Currently the two pilot programs are being used for supplemental applications for already-approved cancer drugs and could later be expanded to original drugs and biologics.
Kisqali was first approved in March 2017 for use with an AI to treat HR-positive, HER2-negative breast cancer in post-menopausal women whose cancer is advanced or has spread to other parts of the body.
“The approval adds a new treatment choice for patients with breast cancer,” said Richard Pazdur, M.D., director of the FDA’s Oncology Center of Excellence and acting director of the Office of Hematology and Oncology Products in the FDA’s Center for Drug Evaluation and Research. “We are committed to continuing to bring more treatment options to patients.”
Breast cancer is the most common form of cancer in the United States. The National Cancer Institute at the National Institutes of Health estimates approximately 266,120 women will be diagnosed with breast cancer this year and 40,920 will die of the disease. Approximately 72 percent of patients with breast cancer have tumors that are HR-positive and HER2-negative.
The efficacy of Kisqali in combination with an AI for pre/perimenopausal women was demonstrated in a clinical trial of 495 participants who received either Kisqali and an AI or placebo and an AI. All pre- or peri-menopausal patients on this study received ovarian suppression with goserelin. The trial measured progression-free survival (PFS), which is generally the amount of time after the start of this treatment during which the cancer does not substantially grow and the patient is alive. PFS was longer for patients taking Kisqali plus an AI (median PFS of 27.5 months) compared to patients who received placebo plus an AI (median PFS of 13.8 months).
The efficacy of Kisqali in combination with fulvestrant in treating advanced or metastatic breast cancer was demonstrated in a clinical trial that included 726 participants who received either Kisqali and fulvestrant or placebo and fulvestrant. The trial measured PFS, which was longer for patients taking Kisqali plus fulvestrant (median PFS of 20.5 months) compared to patients who received placebo plus fulvestrant (median PFS of 12.8 months).

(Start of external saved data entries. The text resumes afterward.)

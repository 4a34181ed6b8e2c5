//! Infrastructure Adapters
//!
//! Implementations of the domain ports.
//!
//! # Architecture
//!
//! ```text
//! ┌─────────────────────────────────────────────────────────────────┐
//! │                        Domain Layer                              │
//! │  ┌────────────────────────────────────────────────────────────┐ │
//! │  │                    Ports (Traits)                           │ │
//! │  │  ClusterTopology │ NodeConnector │ EvictionExecutor        │ │
//! │  │  EventPublisher                                             │ │
//! │  └────────────────────────────────────────────────────────────┘ │
//! └─────────────────────────────────────────────────────────────────┘
//!                               │
//!                               ▼
//! ┌─────────────────────────────────────────────────────────────────┐
//! │                     Adapters (This Module)                       │
//! │  ┌────────────────────────────────────────────────────────────┐ │
//! │  │ AerospikeCluster │ InMemoryCluster                          │ │
//! │  │ LoggingEventPublisher │ InMemoryEventCollector              │ │
//! │  └────────────────────────────────────────────────────────────┘ │
//! └─────────────────────────────────────────────────────────────────┘
//! ```
//!
//! # Usage
//!
//! ```ignore
//! use aerolru::adapters::{AerospikeCluster, AerospikeConfig};
//! use aerolru::domain::ClusterTopology;
//!
//! let cluster = AerospikeCluster::new(AerospikeConfig::default());
//! let nodes = cluster.live_nodes().await?;
//! ```

mod aerospike;
mod event_publisher;
pub mod info_protocol;
mod memory;

pub use aerospike::{AerospikeCluster, AerospikeConfig, UDF_FILENAME, UDF_SOURCE};
pub use event_publisher::{InMemoryEventCollector, LoggingEventPublisher};
pub use memory::{DispatchCall, InMemoryCluster, ScriptedNode};
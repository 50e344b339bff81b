// Copyright 2024 Cloud Hypervisor Authors. All rights reserved.
// SPDX-License-Identifier: Apache-2.0

//! Report codecs
//!
//! Fixed-layout, little-endian encodings of every report this device
//! exchanges with the class driver. Decoding never reads past a report's
//! fixed size and rejects short buffers before looking at any field.

use byteorder::{ByteOrder, LittleEndian};

use super::{HidError, Result};

/// Report id of the single control collection
pub const CONTROL_COLLECTION_REPORT_ID: u8 = 0x01;

/// Report id stamped on input reports produced by the device
pub const CONTROL_FEATURE_REPORT_ID: u8 = 0x01;

/// SetFeature control codes
pub const HIDMINI_CONTROL_CODE_SET_ATTRIBUTES: u32 = 0x00;
pub const HIDMINI_CONTROL_CODE_DUMMY1: u32 = 0x01;
pub const HIDMINI_CONTROL_CODE_DUMMY2: u32 = 0x02;

/// A fixed-size report layout
pub trait Report: Sized {
    /// Size of the report on the wire, and the minimum buffer length
    const SIZE: usize;

    /// Parse a report from the front of `buf`.
    fn decode(buf: &[u8]) -> Result<Self>;

    /// Serialize into `out`, which is exactly [`Report::SIZE`] bytes long.
    fn write(&self, out: &mut [u8]);

    fn encode(&self) -> Vec<u8> {
        let mut buf = vec![0u8; Self::SIZE];
        self.write(&mut buf);
        buf
    }

    /// Serialize into the front of a caller buffer, returning bytes written.
    fn encode_into(&self, out: &mut [u8]) -> Result<usize> {
        let len = out.len();
        let buf = out
            .get_mut(..Self::SIZE)
            .ok_or_else(|| HidError::buffer_too_small(Self::SIZE, len))?;
        self.write(buf);
        Ok(Self::SIZE)
    }

    /// Fail unless a buffer of `len` bytes can hold this report.
    fn check_len(len: usize) -> Result<()> {
        if len < Self::SIZE {
            return Err(HidError::buffer_too_small(Self::SIZE, len));
        }
        Ok(())
    }
}

/// Feature report carrying the device attributes (GetFeature)
#[derive(Clone, Copy, Debug, Default, PartialEq, Eq)]
pub struct DeviceAttributesReport {
    pub vendor_id: u16,
    pub product_id: u16,
    pub version_number: u16,
}

impl Report for DeviceAttributesReport {
    const SIZE: usize = 7;

    fn decode(buf: &[u8]) -> Result<Self> {
        Self::check_len(buf.len())?;
        Ok(Self {
            vendor_id: LittleEndian::read_u16(&buf[1..3]),
            product_id: LittleEndian::read_u16(&buf[3..5]),
            version_number: LittleEndian::read_u16(&buf[5..7]),
        })
    }

    fn write(&self, out: &mut [u8]) {
        out[0] = CONTROL_COLLECTION_REPORT_ID;
        LittleEndian::write_u16(&mut out[1..3], self.vendor_id);
        LittleEndian::write_u16(&mut out[3..5], self.product_id);
        LittleEndian::write_u16(&mut out[5..7], self.version_number);
    }
}

/// Sideband control request carried by SetFeature.
///
/// On the wire: a 32-bit control code followed by a 6-byte payload whose
/// meaning depends on the code.
#[derive(Clone, Copy, Debug, PartialEq, Eq)]
pub enum ControlInfo {
    SetAttributes {
        vendor_id: u16,
        product_id: u16,
        version_number: u16,
    },
    Dummy1,
    Dummy2,
}

impl ControlInfo {
    pub fn control_code(&self) -> u32 {
        match self {
            ControlInfo::SetAttributes { .. } => HIDMINI_CONTROL_CODE_SET_ATTRIBUTES,
            ControlInfo::Dummy1 => HIDMINI_CONTROL_CODE_DUMMY1,
            ControlInfo::Dummy2 => HIDMINI_CONTROL_CODE_DUMMY2,
        }
    }
}

impl Report for ControlInfo {
    const SIZE: usize = 4 + 6;

    fn decode(buf: &[u8]) -> Result<Self> {
        Self::check_len(buf.len())?;
        match LittleEndian::read_u32(&buf[0..4]) {
            HIDMINI_CONTROL_CODE_SET_ATTRIBUTES => Ok(ControlInfo::SetAttributes {
                vendor_id: LittleEndian::read_u16(&buf[4..6]),
                product_id: LittleEndian::read_u16(&buf[6..8]),
                version_number: LittleEndian::read_u16(&buf[8..10]),
            }),
            HIDMINI_CONTROL_CODE_DUMMY1 => Ok(ControlInfo::Dummy1),
            HIDMINI_CONTROL_CODE_DUMMY2 => Ok(ControlInfo::Dummy2),
            code => Err(HidError::NotImplemented(format!(
                "SetFeature control code {code:#x}"
            ))),
        }
    }

    fn write(&self, out: &mut [u8]) {
        LittleEndian::write_u32(&mut out[0..4], self.control_code());
        match *self {
            ControlInfo::SetAttributes {
                vendor_id,
                product_id,
                version_number,
            } => {
                LittleEndian::write_u16(&mut out[4..6], vendor_id);
                LittleEndian::write_u16(&mut out[6..8], product_id);
                LittleEndian::write_u16(&mut out[8..10], version_number);
            }
            ControlInfo::Dummy1 | ControlInfo::Dummy2 => out[4..10].fill(0),
        }
    }
}

/// Input report: one data byte behind the report id
#[derive(Clone, Copy, Debug, Default, PartialEq, Eq)]
pub struct InputReport {
    pub report_id: u8,
    pub data: u8,
}

impl InputReport {
    pub fn new(data: u8) -> Self {
        Self {
            report_id: CONTROL_FEATURE_REPORT_ID,
            data,
        }
    }
}

impl Report for InputReport {
    const SIZE: usize = 2;

    fn decode(buf: &[u8]) -> Result<Self> {
        Self::check_len(buf.len())?;
        Ok(Self {
            report_id: buf[0],
            data: buf[1],
        })
    }

    fn write(&self, out: &mut [u8]) {
        out[0] = self.report_id;
        out[1] = self.data;
    }
}

/// Output report: one data byte behind the report id, padded to 8 bytes
#[derive(Clone, Copy, Debug, Default, PartialEq, Eq)]
pub struct OutputReport {
    pub report_id: u8,
    pub data: u8,
}

impl OutputReport {
    pub fn new(data: u8) -> Self {
        Self {
            report_id: CONTROL_COLLECTION_REPORT_ID,
            data,
        }
    }
}

impl Report for OutputReport {
    const SIZE: usize = 1 + 1 + 2 + 4;

    fn decode(buf: &[u8]) -> Result<Self> {
        Self::check_len(buf.len())?;
        Ok(Self {
            report_id: buf[0],
            data: buf[1],
        })
    }

    fn write(&self, out: &mut [u8]) {
        out[0] = self.report_id;
        out[1] = self.data;
        out[2..Self::SIZE].fill(0);
    }
}

#[cfg(test)]
mod tests {
    use super::*;

    #[test]
    fn test_report_sizes() {
        assert_eq!(DeviceAttributesReport::SIZE, 7);
        assert_eq!(ControlInfo::SIZE, 10);
        assert_eq!(InputReport::SIZE, 2);
        assert_eq!(OutputReport::SIZE, 8);
    }

    #[test]
    fn test_device_attributes_encoding() {
        let report = DeviceAttributesReport {
            vendor_id: 0xDEED,
            product_id: 0xFEED,
            version_number: 0x0101,
        };
        assert_eq!(
            report.encode(),
            vec![0x01, 0xED, 0xDE, 0xED, 0xFE, 0x01, 0x01]
        );
    }

    #[test]
    fn test_control_info_decode_set_attributes() {
        let buf = [0, 0, 0, 0, 0x34, 0x12, 0x78, 0x56, 0x02, 0x00];
        assert_eq!(
            ControlInfo::decode(&buf).unwrap(),
            ControlInfo::SetAttributes {
                vendor_id: 0x1234,
                product_id: 0x5678,
                version_number: 0x0002,
            }
        );
    }

    #[test]
    fn test_control_info_dummy_codes() {
        let mut buf = [0u8; 10];
        buf[0] = 1;
        assert_eq!(ControlInfo::decode(&buf).unwrap(), ControlInfo::Dummy1);
        buf[0] = 2;
        assert_eq!(ControlInfo::decode(&buf).unwrap(), ControlInfo::Dummy2);
    }

    #[test]
    fn test_control_info_unknown_code() {
        let mut buf = [0u8; 10];
        buf[0] = 0x42;
        assert!(matches!(
            ControlInfo::decode(&buf),
            Err(HidError::NotImplemented(_))
        ));
    }

    #[test]
    fn test_short_buffers_rejected() {
        assert!(matches!(
            ControlInfo::decode(&[0u8; 9]),
            Err(HidError::BufferTooSmall {
                required: 10,
                actual: 9,
            })
        ));
        assert!(matches!(
            OutputReport::decode(&[1u8; 7]),
            Err(HidError::BufferTooSmall {
                required: 8,
                actual: 7,
            })
        ));
        assert!(matches!(
            InputReport::decode(&[1u8]),
            Err(HidError::BufferTooSmall {
                required: 2,
                actual: 1,
            })
        ));
        assert!(matches!(
            DeviceAttributesReport::decode(&[]),
            Err(HidError::BufferTooSmall {
                required: 7,
                actual: 0,
            })
        ));
    }

    #[test]
    fn test_output_report_padding() {
        let bytes = OutputReport::new(0xAB).encode();
        assert_eq!(bytes, vec![0x01, 0xAB, 0, 0, 0, 0, 0, 0]);

        let decoded = OutputReport::decode(&[0x01, 0x5A, 9, 9, 9, 9, 9, 9, 9]).unwrap();
        assert_eq!(decoded.data, 0x5A);
    }

    #[test]
    fn test_encode_into() {
        let mut out = [0xFFu8; 4];
        assert_eq!(InputReport::new(0x7F).encode_into(&mut out).unwrap(), 2);
        assert_eq!(out, [0x01, 0x7F, 0xFF, 0xFF]);

        let mut short = [0u8; 1];
        assert!(matches!(
            InputReport::new(0).encode_into(&mut short),
            Err(HidError::BufferTooSmall { .. })
        ));
        assert_eq!(short, [0]);
    }
}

The common side effects of Kisqali are infections, abnormally low count of a type of white blood cell (neutropenia), a reduction in the number of white cells in the blood (leukopenia), headache, cough, nausea, fatigue, diarrhea, vomiting, constipation, hair loss and rash.
Warnings include the risk of a heart problem known as QT prolongation that can cause an abnormal heartbeat and may lead to death, serious liver problems, low white blood cell counts that may result in infections that may be severe, and fetal harm.
The FDA granted Priority Review and Breakthrough Therapy designation for this indication.
The FDA granted this approval to Novartis Pharmaceuticals Corporation.